The withdrawal began after darkness. One after another, the units pulled out of position on Djebel Bou Aoukaz and Djebel el Asoud and fell into column on a lateral road leading to Bordj Toum and the supposed roadblock. Tanks, half-tracks, trucks, guns, and other vehicles were soon closely bunched on a virtual causeway across a treacherous sea of mud, and remained so as they approached the river. Ahead of them, Company D, 13th Armored Regiment (Captain Philip St. G. Cocke), with some infantry, crossed at 1745 to strengthen the defense of the bridgehead until the withdrawal was complete. They found no evidence of the covering force and turned toward the railroad station of Bordj Toum and the supposed roadblock. A light engagement with a small German force ensued, the sounds of which started rumors back at the bridge that a German attack was imminent. Occasional shells fell near the bridge. The rumors spread from the head of the column to those in command. They made the position of the withdrawing force seem critical.

Rather than stop to reconnoiter, Lieutenant Colonel John R. McGinness, the officer in command, hurriedly ordered the vehicles to reverse and instead of crossing by the Bordj Toum bridge to turn off onto a narrow dirt track which ran near the southeastern bank of the river through Grich el Oued to Medjez cl Bab. It was a disastrous error of judgment. The leading vehicles kept going but behind them they left an increasingly churned-up ribbon of mud in which most of the remainder were completely mired. The crews were ordered to abandon them and continue into Medjez el Bab on foot. Under the circumstances, despite the fact that the tanks and half-tracks had already been brought close to the point of requiring overhaul by hard use and insufficient maintenance, the loss was equivalent to a serious defeat at the enemy’s hands.

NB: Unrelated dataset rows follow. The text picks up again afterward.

use async_trait::async_trait;
use serde::Serialize;
use serde_json::Value;
use std::collections::BTreeMap;
use telemon_common::types::HealthStatus;

/// Verdict of one probe run, before the evaluator stamps name and timing.
#[derive(Debug, Clone)]
pub struct ProbeOutcome {
    pub status: HealthStatus,
    pub message: Option<String>,
    pub details: BTreeMap<String, Value>,
}

impl ProbeOutcome {
    pub fn new(status: HealthStatus) -> Self {
        Self {
            status,
            message: None,
            details: BTreeMap::new(),
        }
    }

    pub fn healthy() -> Self {
        Self::new(HealthStatus::Healthy)
    }

    pub fn disabled(reason: impl Into<String>) -> Self {
        Self::new(HealthStatus::Disabled).with_message(reason)
    }

    pub fn with_message(mut self, message: impl Into<String>) -> Self {
        self.message = Some(message.into());
        self
    }

    pub fn with_detail(mut self, key: &str, value: impl Into<Value>) -> Self {
        self.details.insert(key.to_string(), value.into());
        self
    }
}

/// One named health check.
///
/// An `Err` from [`check`](HealthProbe::check) is reported as a critical
/// result carrying the error message; it never aborts an evaluation.
#[async_trait]
pub trait HealthProbe: Send + Sync {
    fn name(&self) -> &str;

    async fn check(&self) -> anyhow::Result<ProbeOutcome>;
}

/// Cheap database liveness check.
#[async_trait]
pub trait DatabasePing: Send + Sync {
    async fn ping(&self) -> anyhow::Result<()>;
}

#[derive(Debug, Clone, PartialEq, Serialize)]
pub struct IntegrationStatus {
    pub name: String,
    pub enabled: bool,
    /// Configuration or connectivity problem, if any.
    pub error: Option<String>,
}

/// Reports the state of external integrations.
pub trait IntegrationSource: Send + Sync {
    fn integrations(&self) -> Vec<IntegrationStatus>;
}
use crate::api::{envelope_response, error_response, internal_error, success_response, WindowParams};
use crate::logging::TraceId;
use crate::state::AppState;
use axum::extract::{Extension, Path, Query, State};
use axum::http::StatusCode;
use axum::response::{IntoResponse, Response};
use axum::routing::get;
use axum::Router;
use telemon_health::HealthError;

const DEFAULT_HISTORY_LIMIT: usize = 20;

fn health_error(trace_id: &str, err: HealthError) -> Response {
    match err {
        HealthError::UnknownProbe(_) => {
            error_response(StatusCode::NOT_FOUND, trace_id, "not_found", &err.to_string())
        }
        HealthError::ProcessMetadata(_) => internal_error(trace_id, &err),
    }
}

/// Fresh evaluation of every probe. 503 when the overall status is
/// critical.
async fn health(
    Extension(trace_id): Extension<TraceId>,
    State(state): State<AppState>,
) -> impl IntoResponse {
    let snapshot = state.health.evaluate().await;
    if snapshot.overall_status.is_critical() {
        envelope_response(
            StatusCode::SERVICE_UNAVAILABLE,
            &trace_id,
            crate::api::to_custom_error_code("unhealthy"),
            "service unhealthy",
            Some(snapshot),
        )
    } else {
        success_response(StatusCode::OK, &trace_id, snapshot)
    }
}

async fn ready(
    Extension(trace_id): Extension<TraceId>,
    State(state): State<AppState>,
) -> impl IntoResponse {
    let readiness = state.health.is_ready().await;
    if readiness.ready {
        success_response(StatusCode::OK, &trace_id, readiness)
    } else {
        envelope_response(
            StatusCode::SERVICE_UNAVAILABLE,
            &trace_id,
            crate::api::to_custom_error_code("not_ready"),
            "service not ready",
            Some(readiness),
        )
    }
}

async fn alive(
    Extension(trace_id): Extension<TraceId>,
    State(state): State<AppState>,
) -> impl IntoResponse {
    match state.health.is_alive() {
        Ok(liveness) => success_response(StatusCode::OK, &trace_id, liveness),
        Err(e) => health_error(&trace_id, e),
    }
}

async fn status(
    Extension(trace_id): Extension<TraceId>,
    State(state): State<AppState>,
) -> impl IntoResponse {
    match state.health.status().await {
        Ok(report) => success_response(StatusCode::OK, &trace_id, report),
        Err(e) => health_error(&trace_id, e),
    }
}

async fn history(
    Extension(trace_id): Extension<TraceId>,
    State(state): State<AppState>,
    Query(params): Query<WindowParams>,
) -> impl IntoResponse {
    let snapshots = state
        .health
        .history(params.limit_or(DEFAULT_HISTORY_LIMIT));
    success_response(StatusCode::OK, &trace_id, snapshots)
}

async fn summary(
    Extension(trace_id): Extension<TraceId>,
    State(state): State<AppState>,
) -> impl IntoResponse {
    success_response(StatusCode::OK, &trace_id, state.health.summary())
}

async fn service(
    Extension(trace_id): Extension<TraceId>,
    State(state): State<AppState>,
    Path(name): Path<String>,
) -> impl IntoResponse {
    match state.health.service_health(&name).await {
        Ok(result) => success_response(StatusCode::OK, &trace_id, result),
        Err(e) => health_error(&trace_id, e),
    }
}

async fn capacity(
    Extension(trace_id): Extension<TraceId>,
    State(state): State<AppState>,
) -> impl IntoResponse {
    let capacity = state.health.can_handle_requests().await;
    success_response(StatusCode::OK, &trace_id, capacity)
}

pub fn health_routes() -> Router<AppState> {
    Router::new()
        .route("/v1/health", get(health))
        .route("/v1/health/ready", get(ready))
        .route("/v1/health/alive", get(alive))
        .route("/v1/health/status", get(status))
        .route("/v1/health/history", get(history))
        .route("/v1/health/summary", get(summary))
        .route("/v1/health/services/{name}", get(service))
        .route("/v1/health/capacity", get(capacity))
}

It was particularly injurious to morale as it became a celebrated instance of frustrated logistical effort. 16 Vehicles could be replaced only by stripping some other unit. The 1st Battalion, 18th Armored Regiment, relinquished its materiel and some of its personnel and went back to the Oran area to await a new shipment. The 2nd Armored Division in Morocco sent 26 mediums by rail. A few of the mired vehicles were later extricated by determined crews before the enemy closed in. The Germans claimed to have destroyed 36 American tanks, 4 armored reconnaissance cars, 2 antitank guns, 3 armored prime movers, and an undetermined number of guns on 10 December, and during a subsequent mop-up of the battlefield on 11 December, 80 guns, vehicles, and armored personnel carriers.

The Allies could not resume their drive on Tunis until further preparations for a sustained attack had been completed. For some ten days after the Allied withdrawal of 10-11 December, combat was confined to patrolling by ground and air, and to bombing raids by each side. The enemy consolidated his position, moved security elements into dominating heights along the routes northeast of that town, and set up his main line of resistance from Bordj Toum to the road between Furna and Massicault and thence southward to the hills.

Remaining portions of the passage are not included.